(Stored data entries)
◆ ◆ ◆ ◆ ◆ ◆ ◆

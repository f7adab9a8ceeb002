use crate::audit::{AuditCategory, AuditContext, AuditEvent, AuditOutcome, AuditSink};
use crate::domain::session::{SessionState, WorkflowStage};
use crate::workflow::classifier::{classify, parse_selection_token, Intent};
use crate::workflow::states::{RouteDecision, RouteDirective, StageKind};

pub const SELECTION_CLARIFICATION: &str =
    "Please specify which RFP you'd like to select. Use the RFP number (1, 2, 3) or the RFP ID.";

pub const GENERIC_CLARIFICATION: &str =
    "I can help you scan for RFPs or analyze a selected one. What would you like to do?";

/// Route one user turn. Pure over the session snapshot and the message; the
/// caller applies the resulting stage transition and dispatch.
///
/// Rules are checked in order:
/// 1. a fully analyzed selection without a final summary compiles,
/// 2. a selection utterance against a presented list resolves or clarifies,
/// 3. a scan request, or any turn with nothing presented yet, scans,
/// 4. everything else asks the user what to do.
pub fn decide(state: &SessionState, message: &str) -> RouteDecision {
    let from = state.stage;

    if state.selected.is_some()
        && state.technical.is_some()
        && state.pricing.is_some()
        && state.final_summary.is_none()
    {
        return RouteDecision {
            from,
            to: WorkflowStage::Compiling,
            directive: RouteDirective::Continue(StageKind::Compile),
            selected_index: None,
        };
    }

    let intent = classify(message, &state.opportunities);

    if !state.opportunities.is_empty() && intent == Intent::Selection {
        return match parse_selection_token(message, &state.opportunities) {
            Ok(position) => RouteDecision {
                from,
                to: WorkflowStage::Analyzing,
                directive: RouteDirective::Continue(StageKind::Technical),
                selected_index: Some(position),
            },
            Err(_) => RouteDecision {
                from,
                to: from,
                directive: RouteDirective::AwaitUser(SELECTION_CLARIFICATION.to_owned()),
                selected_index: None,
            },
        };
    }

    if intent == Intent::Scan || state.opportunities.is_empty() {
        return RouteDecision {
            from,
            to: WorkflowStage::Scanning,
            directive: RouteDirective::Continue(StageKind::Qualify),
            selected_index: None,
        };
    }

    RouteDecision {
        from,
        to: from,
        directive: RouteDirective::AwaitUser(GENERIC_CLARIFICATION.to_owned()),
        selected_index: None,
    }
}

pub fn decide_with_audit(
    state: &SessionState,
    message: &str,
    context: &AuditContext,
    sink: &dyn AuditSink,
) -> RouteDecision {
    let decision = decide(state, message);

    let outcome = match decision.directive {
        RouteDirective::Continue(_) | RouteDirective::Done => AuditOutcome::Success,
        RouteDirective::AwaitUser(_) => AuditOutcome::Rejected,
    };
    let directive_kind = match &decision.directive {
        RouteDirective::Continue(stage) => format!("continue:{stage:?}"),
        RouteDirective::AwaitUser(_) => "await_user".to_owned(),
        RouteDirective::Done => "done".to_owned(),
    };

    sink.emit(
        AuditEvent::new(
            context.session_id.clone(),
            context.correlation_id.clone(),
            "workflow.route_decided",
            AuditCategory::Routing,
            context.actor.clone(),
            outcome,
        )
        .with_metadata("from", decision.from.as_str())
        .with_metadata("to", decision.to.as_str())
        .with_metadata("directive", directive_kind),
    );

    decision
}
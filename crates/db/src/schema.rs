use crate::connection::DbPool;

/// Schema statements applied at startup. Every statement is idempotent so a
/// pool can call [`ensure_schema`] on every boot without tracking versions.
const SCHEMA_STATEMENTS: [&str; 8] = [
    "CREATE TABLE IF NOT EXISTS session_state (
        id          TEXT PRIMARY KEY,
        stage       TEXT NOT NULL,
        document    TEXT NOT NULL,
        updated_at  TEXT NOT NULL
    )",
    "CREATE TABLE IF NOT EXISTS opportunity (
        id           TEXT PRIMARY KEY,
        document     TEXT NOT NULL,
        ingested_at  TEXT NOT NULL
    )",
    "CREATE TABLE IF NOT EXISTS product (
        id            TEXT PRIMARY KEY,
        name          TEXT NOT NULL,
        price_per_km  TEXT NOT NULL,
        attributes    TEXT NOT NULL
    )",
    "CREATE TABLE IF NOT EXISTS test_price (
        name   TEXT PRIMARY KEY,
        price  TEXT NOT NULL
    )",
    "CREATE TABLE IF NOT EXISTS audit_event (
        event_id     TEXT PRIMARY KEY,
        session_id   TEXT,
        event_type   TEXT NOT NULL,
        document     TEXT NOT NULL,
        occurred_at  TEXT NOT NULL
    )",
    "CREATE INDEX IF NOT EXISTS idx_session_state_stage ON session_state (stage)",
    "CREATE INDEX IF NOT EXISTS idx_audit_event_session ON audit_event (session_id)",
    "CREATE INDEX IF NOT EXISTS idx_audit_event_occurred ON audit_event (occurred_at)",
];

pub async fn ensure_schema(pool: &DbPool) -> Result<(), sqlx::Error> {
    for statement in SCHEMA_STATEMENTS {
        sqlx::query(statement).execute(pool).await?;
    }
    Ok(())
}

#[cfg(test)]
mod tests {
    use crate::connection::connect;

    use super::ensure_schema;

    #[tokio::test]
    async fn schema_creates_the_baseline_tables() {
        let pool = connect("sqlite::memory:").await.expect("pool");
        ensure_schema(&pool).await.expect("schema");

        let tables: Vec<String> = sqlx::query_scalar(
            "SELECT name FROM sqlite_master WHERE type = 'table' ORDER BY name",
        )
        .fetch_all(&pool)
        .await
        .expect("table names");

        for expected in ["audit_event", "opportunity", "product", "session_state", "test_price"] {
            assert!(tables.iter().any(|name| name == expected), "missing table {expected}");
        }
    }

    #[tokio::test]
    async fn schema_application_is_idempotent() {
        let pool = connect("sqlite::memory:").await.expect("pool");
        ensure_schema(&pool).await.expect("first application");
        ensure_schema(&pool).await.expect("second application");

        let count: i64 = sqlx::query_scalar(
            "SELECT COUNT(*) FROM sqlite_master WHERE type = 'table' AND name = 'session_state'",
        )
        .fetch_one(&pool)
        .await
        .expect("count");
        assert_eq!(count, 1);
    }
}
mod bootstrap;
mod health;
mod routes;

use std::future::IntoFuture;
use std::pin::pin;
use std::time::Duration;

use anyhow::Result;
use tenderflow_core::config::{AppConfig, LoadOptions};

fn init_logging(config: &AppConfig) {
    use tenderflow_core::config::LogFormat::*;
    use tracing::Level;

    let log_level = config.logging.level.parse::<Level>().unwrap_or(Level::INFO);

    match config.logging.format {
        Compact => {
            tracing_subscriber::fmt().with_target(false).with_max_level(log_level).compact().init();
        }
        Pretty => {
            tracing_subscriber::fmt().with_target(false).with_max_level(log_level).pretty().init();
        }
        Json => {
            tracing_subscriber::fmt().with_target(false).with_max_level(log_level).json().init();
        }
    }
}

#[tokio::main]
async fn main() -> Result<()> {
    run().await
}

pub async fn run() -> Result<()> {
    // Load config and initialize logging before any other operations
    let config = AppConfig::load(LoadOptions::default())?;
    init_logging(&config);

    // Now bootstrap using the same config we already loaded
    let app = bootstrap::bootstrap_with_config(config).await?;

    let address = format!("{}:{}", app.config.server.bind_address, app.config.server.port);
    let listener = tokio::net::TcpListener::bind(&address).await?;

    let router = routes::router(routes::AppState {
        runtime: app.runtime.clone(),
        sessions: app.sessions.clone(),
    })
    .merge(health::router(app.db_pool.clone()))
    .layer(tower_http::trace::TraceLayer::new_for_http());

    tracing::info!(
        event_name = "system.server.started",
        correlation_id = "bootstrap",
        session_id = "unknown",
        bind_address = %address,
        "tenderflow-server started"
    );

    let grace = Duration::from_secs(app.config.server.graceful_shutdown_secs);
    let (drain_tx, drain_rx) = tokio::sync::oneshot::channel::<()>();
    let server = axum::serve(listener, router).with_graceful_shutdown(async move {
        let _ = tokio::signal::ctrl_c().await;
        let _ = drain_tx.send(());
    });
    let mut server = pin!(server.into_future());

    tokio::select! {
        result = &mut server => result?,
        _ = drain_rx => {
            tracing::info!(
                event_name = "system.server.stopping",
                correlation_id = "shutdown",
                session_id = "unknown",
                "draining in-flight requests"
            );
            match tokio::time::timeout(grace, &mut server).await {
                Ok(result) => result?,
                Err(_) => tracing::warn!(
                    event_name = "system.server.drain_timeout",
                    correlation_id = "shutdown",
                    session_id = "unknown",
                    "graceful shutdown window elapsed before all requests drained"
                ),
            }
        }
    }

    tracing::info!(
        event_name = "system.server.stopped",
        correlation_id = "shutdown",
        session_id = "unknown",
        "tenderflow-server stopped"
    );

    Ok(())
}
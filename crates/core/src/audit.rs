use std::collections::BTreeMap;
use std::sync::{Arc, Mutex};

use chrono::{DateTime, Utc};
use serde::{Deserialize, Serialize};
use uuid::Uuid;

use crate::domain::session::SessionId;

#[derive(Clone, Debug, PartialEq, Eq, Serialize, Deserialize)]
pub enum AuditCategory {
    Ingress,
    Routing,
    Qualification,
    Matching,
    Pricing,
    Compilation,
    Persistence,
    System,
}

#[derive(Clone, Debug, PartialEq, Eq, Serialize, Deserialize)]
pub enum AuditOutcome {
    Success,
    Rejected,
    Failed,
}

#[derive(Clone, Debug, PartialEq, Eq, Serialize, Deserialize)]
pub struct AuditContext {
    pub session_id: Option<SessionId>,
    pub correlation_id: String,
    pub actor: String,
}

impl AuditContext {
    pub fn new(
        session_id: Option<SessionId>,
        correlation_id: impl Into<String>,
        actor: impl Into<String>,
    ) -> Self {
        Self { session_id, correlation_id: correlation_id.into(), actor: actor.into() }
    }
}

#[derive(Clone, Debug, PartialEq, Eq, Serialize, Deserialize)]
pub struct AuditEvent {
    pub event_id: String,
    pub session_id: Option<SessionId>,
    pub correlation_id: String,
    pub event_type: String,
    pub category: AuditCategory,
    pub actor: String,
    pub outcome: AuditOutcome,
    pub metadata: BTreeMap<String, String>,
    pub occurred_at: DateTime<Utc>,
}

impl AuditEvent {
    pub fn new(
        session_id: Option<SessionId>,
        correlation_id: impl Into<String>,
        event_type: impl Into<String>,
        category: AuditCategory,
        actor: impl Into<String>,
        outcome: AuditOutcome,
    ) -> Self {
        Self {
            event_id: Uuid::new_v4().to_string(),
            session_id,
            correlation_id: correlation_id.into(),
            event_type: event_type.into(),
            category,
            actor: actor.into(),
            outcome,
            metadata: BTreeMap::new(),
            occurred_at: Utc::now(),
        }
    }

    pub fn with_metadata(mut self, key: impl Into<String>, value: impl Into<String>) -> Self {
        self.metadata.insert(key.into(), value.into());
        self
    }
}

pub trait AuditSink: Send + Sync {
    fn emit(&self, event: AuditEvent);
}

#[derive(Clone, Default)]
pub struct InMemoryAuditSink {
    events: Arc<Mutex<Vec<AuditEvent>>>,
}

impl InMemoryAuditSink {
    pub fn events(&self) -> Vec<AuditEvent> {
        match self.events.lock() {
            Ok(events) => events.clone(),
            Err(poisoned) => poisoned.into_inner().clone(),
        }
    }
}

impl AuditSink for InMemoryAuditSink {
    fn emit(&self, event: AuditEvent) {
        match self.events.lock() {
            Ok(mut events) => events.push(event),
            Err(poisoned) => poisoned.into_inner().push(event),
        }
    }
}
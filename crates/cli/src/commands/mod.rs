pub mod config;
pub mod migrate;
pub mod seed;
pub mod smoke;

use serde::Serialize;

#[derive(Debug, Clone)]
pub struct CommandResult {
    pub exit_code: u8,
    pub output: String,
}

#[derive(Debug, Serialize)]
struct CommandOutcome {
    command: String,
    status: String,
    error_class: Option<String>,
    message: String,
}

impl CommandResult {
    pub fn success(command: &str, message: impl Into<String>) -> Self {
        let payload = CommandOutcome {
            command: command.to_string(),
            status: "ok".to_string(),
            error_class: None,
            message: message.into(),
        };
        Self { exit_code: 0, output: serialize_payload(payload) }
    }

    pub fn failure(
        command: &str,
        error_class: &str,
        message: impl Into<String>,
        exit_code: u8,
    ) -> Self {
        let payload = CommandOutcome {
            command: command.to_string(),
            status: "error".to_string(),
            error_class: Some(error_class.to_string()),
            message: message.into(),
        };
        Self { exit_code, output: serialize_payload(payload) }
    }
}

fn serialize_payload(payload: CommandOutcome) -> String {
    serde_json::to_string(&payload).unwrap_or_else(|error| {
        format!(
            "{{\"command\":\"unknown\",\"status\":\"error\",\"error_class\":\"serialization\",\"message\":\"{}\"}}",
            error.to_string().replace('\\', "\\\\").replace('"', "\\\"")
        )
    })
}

◆ ◆ ◆ ◆ ◆ ◆ ◆

#### [Task prompt]
Show every line of the data that includes the string "PRIMARY".

#### [Response below]
        id          TEXT PRIMARY KEY,
        id           TEXT PRIMARY KEY,
        id            TEXT PRIMARY KEY,
        name   TEXT PRIMARY KEY,
        event_id     TEXT PRIMARY KEY,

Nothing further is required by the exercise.